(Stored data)
****************
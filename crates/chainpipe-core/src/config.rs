//! Runtime tuning knobs. Consumed by this core, owned by the caller's
//! configuration layer.

use std::time::Duration;

/// Configuration for one connection's runtime.
#[derive(Debug, Clone)]
pub struct RuntimeConfig {
    /// Hard cap on requests not yet in a terminal state.
    pub max_pending: usize,
    /// Correlation table entry cap.
    pub table_capacity: usize,
    /// Correlation table entry lifetime.
    pub table_max_age: Duration,
    /// Interval between liveness probes.
    pub heartbeat_interval: Duration,
    /// Consecutive missed probes tolerated before teardown.
    pub heartbeat_tolerance: u32,
    /// How long the heartbeat monitor waits for each probe reply. Kept
    /// shorter than `receive_timeout`.
    pub heartbeat_reply_timeout: Duration,
    /// Per-round-trip receive timeout for workers and untracked queries.
    pub receive_timeout: Duration,
    /// Upper bound on the worker count, before the hardware-parallelism clamp.
    pub worker_ceiling: usize,
    /// Pause between an orderly destroy and the replacing connect.
    pub settle_delay: Duration,
    /// Fallback poll bound inside blocking waits; wakeups are notify-driven,
    /// this only guards the snapshot/park race.
    pub poll_fallback: Duration,
}

impl Default for RuntimeConfig {
    fn default() -> Self {
        Self {
            max_pending: 1024,
            table_capacity: 4096,
            table_max_age: Duration::from_secs(300),
            heartbeat_interval: Duration::from_secs(10),
            heartbeat_tolerance: 3,
            heartbeat_reply_timeout: Duration::from_secs(2),
            receive_timeout: Duration::from_secs(30),
            worker_ceiling: 8,
            settle_delay: Duration::from_millis(200),
            poll_fallback: Duration::from_millis(50),
        }
    }
}
//! State shared by the runtime loops and the caller-facing API.
//!
//! One `RuntimeShared` exists per connection; nothing here is process-wide,
//! so multiple clients coexist safely in one process.

use std::sync::atomic::{AtomicBool, Ordering};
use std::sync::{Arc, RwLock};

use tokio::sync::{watch, Notify};

use chainpipe_core::{
    CapabilitySet, CorrelationTable, EventRegistry, PendingGate, RuntimeConfig, TableConfig,
};

pub(crate) struct RuntimeShared {
    pub config: RuntimeConfig,
    pub table: CorrelationTable,
    pub registry: EventRegistry,
    pub capabilities: RwLock<CapabilitySet>,
    pub gate: Arc<PendingGate>,
    /// Woken whenever a capability grant lands.
    pub grant_notify: Notify,
    connected: AtomicBool,
    shutdown_tx: watch::Sender<bool>,
}

impl RuntimeShared {
    pub fn new(config: RuntimeConfig) -> Self {
        let (shutdown_tx, _) = watch::channel(false);
        let gate = Arc::new(PendingGate::new(config.max_pending));
        Self {
            // Gate-coupled: evicting a record that never went terminal frees
            // its in-flight slot.
            table: CorrelationTable::with_gate(
                TableConfig {
                    capacity: config.table_capacity,
                    max_age: config.table_max_age,
                },
                Arc::clone(&gate),
            ),
            registry: EventRegistry::new(),
            capabilities: RwLock::new(CapabilitySet::new()),
            gate,
            grant_notify: Notify::new(),
            connected: AtomicBool::new(true),
            shutdown_tx,
            config,
        }
    }

    pub fn is_connected(&self) -> bool {
        self.connected.load(Ordering::Acquire)
    }

    pub fn subscribe_shutdown(&self) -> watch::Receiver<bool> {
        self.shutdown_tx.subscribe()
    }

    /// Orderly stop (caller-requested destroy). Loops exit; state is cleaned
    /// up by the supervisor afterwards.
    pub fn shutdown(&self) {
        self.connected.store(false, Ordering::Release);
        let _ = self.shutdown_tx.send(true);
    }

    /// Failure stop (transport death or exhausted heartbeat tolerance).
    /// Flips state, stops every loop and wakes every waiter so outstanding
    /// blocking calls and futures resolve with a transport error instead of
    /// hanging. Idempotent.
    pub fn fail(&self, reason: &str) {
        if !self.connected.swap(false, Ordering::AcqRel) {
            return;
        }
        tracing::error!(reason, "runtime failed; reconnect required");
        let _ = self.shutdown_tx.send(true);
        self.table.clear();
        self.gate.reset();
        self.grant_notify.notify_waiters();
    }
}
//! chainpipe-runtime — the dispatch runtime behind one node connection.
//!
//! # Overview
//!
//! One [`NodeClient`] owns one physical connection and multiplexes many
//! concurrent tracked requests plus unsolicited push events over it:
//!
//! - the **dispatch proxy** task owns the transport and classifies every
//!   inbound frame to exactly one routing target
//! - **N workers** pull from a shared bounded queue, one round trip each
//! - the **heartbeat monitor** probes liveness and tears the runtime down
//!   when its tolerance is exhausted
//! - the **callback listener** drains out-of-band pushes through the same
//!   response-processing path
//!
//! Callers track requests through the correlation table: poll
//! ([`NodeClient::get_status`]), block ([`NodeClient::send_blocking`]) or
//! await a future ([`NodeClient::send_async`]).

pub mod client;
mod dispatch;
mod heartbeat;
mod listener;
mod processor;
mod shared;
mod worker;

pub use client::{ConnState, ConnectOptions, NodeClient, StatusFuture};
****************
■ **Try it**:
The answer must be a verbatim transcription of the entries above, from the first line through the line that contains "between liveness probes.", and nothing more.

■ **Problem solution**:
filename crates/chainpipe-core/src/config.rs
//! Runtime tuning knobs. Consumed by this core, owned by the caller's
//! configuration layer.

use std::time::Duration;

/// Configuration for one connection's runtime.
#[derive(Debug, Clone)]
pub struct RuntimeConfig {
    /// Hard cap on requests not yet in a terminal state.
    pub max_pending: usize,
    /// Correlation table entry cap.
    pub table_capacity: usize,
    /// Correlation table entry lifetime.
    pub table_max_age: Duration,
    /// Interval between liveness probes.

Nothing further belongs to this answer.